Try it:
For each record below, give an exact transcription.

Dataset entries
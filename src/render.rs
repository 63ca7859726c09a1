//! Plain-text rendering of a search response for the terminal.

use std::fmt::Write;

use resilient_search::{ProviderState, SearchResponse};

/// Longest snippet shown before it is cut with an ellipsis.
const SNIPPET_CHARS: usize = 240;

/// Render `response` as numbered results followed by provider status.
///
/// Provider rows follow `provider_order` (the orchestrator's priority
/// order); any provider missing from it is listed afterwards.
pub fn render_text(response: &SearchResponse, provider_order: &[&str]) -> String {
    let mut out = String::new();

    let _ = writeln!(
        out,
        "{} result(s) for \"{}\" [{}]{}",
        response.total_found,
        response.query,
        response.kind,
        if response.cached { " (cached)" } else { "" }
    );

    if let Some(answer) = &response.answer {
        let _ = writeln!(out, "\nAnswer: {answer}");
    }

    if !response.results.is_empty() {
        out.push('\n');
    }
    for result in &response.results {
        let title = if result.title.is_empty() {
            result.url.as_str()
        } else {
            result.title.as_str()
        };
        let _ = writeln!(out, "{:>3}. {title}", result.rank);
        let _ = writeln!(out, "     {}", result.url);
        if let Some(published) = result.published_at {
            let _ = writeln!(out, "     published {}", published.format("%Y-%m-%d"));
        }
        if !result.snippet.is_empty() {
            let _ = writeln!(out, "     {}", shorten(&result.snippet, SNIPPET_CHARS));
        }
        let _ = writeln!(out, "     via {}", result.source_provider);
    }

    let _ = writeln!(out, "\nProviders:");
    let ordered = provider_order
        .iter()
        .filter_map(|id| response.provider_status.get_key_value(*id))
        .chain(
            response
                .provider_status
                .iter()
                .filter(|(id, _)| !provider_order.contains(&id.as_str())),
        );
    for (id, status) in ordered {
        let detail = match status.state {
            ProviderState::Ok => match status.elapsed_ms {
                Some(ms) => format!("{} result(s) in {ms} ms", status.count),
                None => format!("{} result(s)", status.count),
            },
            _ => status.error.clone().unwrap_or_default(),
        };
        let state = serde_json::to_value(status.state)
            .ok()
            .and_then(|v| v.as_str().map(str::to_string))
            .unwrap_or_default();
        let _ = writeln!(out, "  {id:<12} {state:<12} {detail}");
    }

    out
}

/// Collapse whitespace and cut to `max` characters.
fn shorten(text: &str, max: usize) -> String {
    let collapsed = text.split_whitespace().collect::<Vec<_>>().join(" ");
    if collapsed.chars().count() <= max {
        collapsed
    } else {
        let cut: String = collapsed.chars().take(max).collect();
        format!("{}...", cut.trim_end())
    }
}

Task answer:
filename src/render.rs
repository 63ca7859726c09a1
//! Plain-text rendering of a search response for the terminal.

use std::fmt::Write;

use resilient_search::{ProviderState, SearchResponse};

/// Longest snippet shown before it is cut with an ellipsis.
const SNIPPET_CHARS: usize = 240;

/// Render `response` as numbered results followed by provider status.
///
/// Provider rows follow `provider_order` (the orchestrator's priority
/// order); any provider missing from it is listed afterwards.
pub fn render_text(response: &SearchResponse, provider_order: &[&str]) -> String {
    let mut out = String::new();

    let _ = writeln!(
        out,
        "{} result(s) for \"{}\" [{}]{}",
        response.total_found,
        response.query,
        response.kind,
        if response.cached { " (cached)" } else { "" }
    );

    if let Some(answer) = &response.answer {
        let _ = writeln!(out, "\nAnswer: {answer}");
    }

    if !response.results.is_empty() {
        out.push('\n');
    }
    for result in &response.results {
        let title = if result.title.is_empty() {
            result.url.as_str()
        } else {
            result.title.as_str()
        };
        let _ = writeln!(out, "{:>3}. {title}", result.rank);
        let _ = writeln!(out, "     {}", result.url);
        if let Some(published) = result.published_at {
            let _ = writeln!(out, "     published {}", published.format("%Y-%m-%d"));
        }
        if !result.snippet.is_empty() {
            let _ = writeln!(out, "     {}", shorten(&result.snippet, SNIPPET_CHARS));
        }
        let _ = writeln!(out, "     via {}", result.source_provider);
    }

    let _ = writeln!(out, "\nProviders:");
    let ordered = provider_order
        .iter()
        .filter_map(|id| response.provider_status.get_key_value(*id))
        .chain(
            response
                .provider_status
                .iter()
                .filter(|(id, _)| !provider_order.contains(&id.as_str())),
        );
    for (id, status) in ordered {
        let detail = match status.state {
            ProviderState::Ok => match status.elapsed_ms {
                Some(ms) => format!("{} result(s) in {ms} ms", status.count),
                None => format!("{} result(s)", status.count),
            },
            _ => status.error.clone().unwrap_or_default(),
        };
        let state = serde_json::to_value(status.state)
            .ok()
            .and_then(|v| v.as_str().map(str::to_string))
            .unwrap_or_default();
        let _ = writeln!(out, "  {id:<12} {state:<12} {detail}");
    }

    out
}

/// Collapse whitespace and cut to `max` characters.
fn shorten(text: &str, max: usize) -> String {
    let collapsed = text.split_whitespace().collect::<Vec<_>>().join(" ");
    if collapsed.chars().count() <= max {
        collapsed
    } else {
        let cut: String = collapsed.chars().take(max).collect();
        format!("{}...", cut.trim_end())
    }
}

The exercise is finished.